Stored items
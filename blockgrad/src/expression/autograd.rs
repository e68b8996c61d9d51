use std::collections::HashMap;

use core::cmp::Ordering;
use ordered_float::OrderedFloat;

use super::{op::Op, recompute::cached, Expr, NodeId};
use crate::{ClipMode, GraphError, Result};

/// Node id ordered parents first: ids grow from operands to results, so the
/// reversed order is a topological order of the graph.
#[derive(Clone, Copy, Debug, PartialEq, Eq, Hash)]
pub(super) struct GradId(pub(super) NodeId);

impl PartialOrd for GradId {
    fn partial_cmp(&self, other: &Self) -> Option<Ordering> {
        Some(self.cmp(other))
    }
}
impl Ord for GradId {
    fn cmp(&self, other: &Self) -> Ordering {
        self.0.cmp(&other.0).reverse()
    }
}

/// A store for gradients, associating a node id to the gradient flowing into it.
#[derive(Debug)]
struct GradStore(HashMap<NodeId, f64>);

impl GradStore {
    fn new() -> Self {
        GradStore(HashMap::new())
    }
    fn insert(&mut self, id: NodeId, grad: f64) -> Option<f64> {
        self.0.insert(id, grad)
    }
    fn remove_id(&mut self, id: &NodeId) -> Option<f64> {
        self.0.remove(id)
    }
    /// Get the gradient of `id`, inserting a zero if it does not exist yet.
    fn or_insert(&mut self, id: NodeId) -> &mut f64 {
        self.0.entry(id).or_insert(0.0)
    }
}

impl ClipMode {
    /// Step applied to a variable with accumulated gradient `grad`.
    pub(crate) fn step(&self, grad: f64, clip: f64) -> f64 {
        match self {
            Self::Ceiling => match OrderedFloat(grad).cmp(&OrderedFloat(clip)) {
                Ordering::Less => grad,
                Ordering::Equal | Ordering::Greater => clip,
            },
            Self::Symmetric => grad.clamp(-clip, clip),
        }
    }
}

impl<'g> Expr<'g> {
    /// [`Expr::backward_with`] a seed gradient of 1.
    pub fn backward(&self) -> Result<()> {
        self.backward_with(1.0)
    }

    /// Propagate `grad` from this node down to every variable it depends on.
    ///
    /// Each variable accumulates the sum of the gradients reaching all of its
    /// occurrences, on top of what it already holds: call
    /// [`Graph::reset_gradients`](super::Graph::reset_gradients) or
    /// [`Graph::begin_round`](super::Graph::begin_round) between passes.
    ///
    /// Needs the outputs of a [`Expr::forward`] run in the current epoch and
    /// fails with [`GraphError::StaleCache`] otherwise. Nothing is
    /// accumulated when it fails.
    pub fn backward_with(&self, grad: f64) -> Result<()> {
        if !grad.is_finite() {
            return Err(GraphError::InvalidOperand {
                reason: format!("seed gradient {grad} is not finite"),
            });
        }
        let epoch = self.graph.epoch();
        let sorted_nodes = self.graph.sorted_nodes(self.id);
        let mut grads = GradStore::new();
        {
            let nodes = self.graph.nodes.borrow();
            grads.insert(self.id, grad);
            for GradId(id) in sorted_nodes {
                let node = &nodes[id.0];
                if let Op::Var(_) = node.op {
                    continue;
                }
                let Some(grad) = grads.remove_id(&id) else {
                    continue;
                };
                log::trace!("backward {id} grad {grad}");
                match &node.op {
                    Op::Const(_) | Op::Var(_) => (),
                    Op::Unary(x, unary_op) => {
                        if nodes[x.0].scope.is_empty() {
                            continue;
                        }
                        let res = cached(&nodes, id, epoch)?;
                        let x_value = cached(&nodes, *x, epoch)?;
                        unary_op.fn_backward()(&x_value, &res, &grad, grads.or_insert(*x));
                    }
                    Op::Binary(lhs, rhs, binary_op) => {
                        let [fn_backward_lhs, fn_backward_rhs] = binary_op.fn_backward();
                        let res = cached(&nodes, id, epoch)?;
                        let lhs_value = cached(&nodes, *lhs, epoch)?;
                        let rhs_value = cached(&nodes, *rhs, epoch)?;
                        if !nodes[lhs.0].scope.is_empty() {
                            fn_backward_lhs(&lhs_value, &rhs_value, &res, &grad, grads.or_insert(*lhs));
                        }
                        if !nodes[rhs.0].scope.is_empty() {
                            fn_backward_rhs(&lhs_value, &rhs_value, &res, &grad, grads.or_insert(*rhs));
                        }
                    }
                }
            }
        }
        // only variables are left in the store
        let mut nodes = self.graph.nodes.borrow_mut();
        for (id, grad) in grads.0 {
            if let Op::Var(var) = &mut nodes[id.0].op {
                var.grad += grad;
            }
        }
        Ok(())
    }

    /// Run [`Expr::forward`] and [`Expr::backward`], then return the gradient
    /// accumulated by the variable `name`.
    ///
    /// The accumulator is not reset first, so the result includes whatever
    /// earlier passes left in it.
    pub fn eval_gradient(&self, name: &str) -> Result<f64> {
        let var = self.scoped(name)?;
        self.forward()?;
        self.backward()?;
        match &self.graph.nodes.borrow()[var.0].op {
            Op::Var(var) => Ok(var.grad),
            _ => Err(Expr::new(self.graph, var).not_a_variable()),
        }
    }

    /// Step every variable of this expression by its accumulated gradient,
    /// bounded by the variable's clip, then zero the accumulator.
    ///
    /// `learning_rate` is accepted for signature compatibility and ignored:
    /// the step is the clipped gradient itself. Every variable must be bound,
    /// otherwise nothing is updated.
    pub fn update(&self, learning_rate: f64) -> Result<()> {
        log::trace!("update {}: learning rate {learning_rate} ignored", self.id);
        let clip_mode = self.graph.config.clip_mode;
        let vars: Vec<NodeId> = self.graph.nodes.borrow()[self.id.0]
            .scope
            .values()
            .copied()
            .collect();
        let mut nodes = self.graph.nodes.borrow_mut();
        for id in &vars {
            if let Op::Var(var) = &nodes[id.0].op {
                if var.value.is_none() {
                    return Err(GraphError::UnsetVariable {
                        name: var.name.to_string(),
                    });
                }
            }
        }
        for id in &vars {
            if let Op::Var(var) = &mut nodes[id.0].op {
                let step = clip_mode.step(var.grad, var.clip);
                if let Some(value) = var.value.as_mut() {
                    *value += step;
                }
                log::debug!("update {} by {step}", var.name);
                var.grad = 0.0;
            }
        }
        drop(nodes);
        self.graph.advance_epoch();
        Ok(())
    }
}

## What the task asks
Copy out the entries exactly. Begin at the first line and end with the line that has "fn cmp(&self, other: &Self)".

## Exercise answer
filename blockgrad/src/expression/autograd.rs
repository e68b8996c61d9d51
use std::collections::HashMap;

use core::cmp::Ordering;
use ordered_float::OrderedFloat;

use super::{op::Op, recompute::cached, Expr, NodeId};
use crate::{ClipMode, GraphError, Result};

/// Node id ordered parents first: ids grow from operands to results, so the
/// reversed order is a topological order of the graph.
#[derive(Clone, Copy, Debug, PartialEq, Eq, Hash)]
pub(super) struct GradId(pub(super) NodeId);

impl PartialOrd for GradId {
    fn partial_cmp(&self, other: &Self) -> Option<Ordering> {
        Some(self.cmp(other))
    }
}
impl Ord for GradId {
    fn cmp(&self, other: &Self) -> Ordering {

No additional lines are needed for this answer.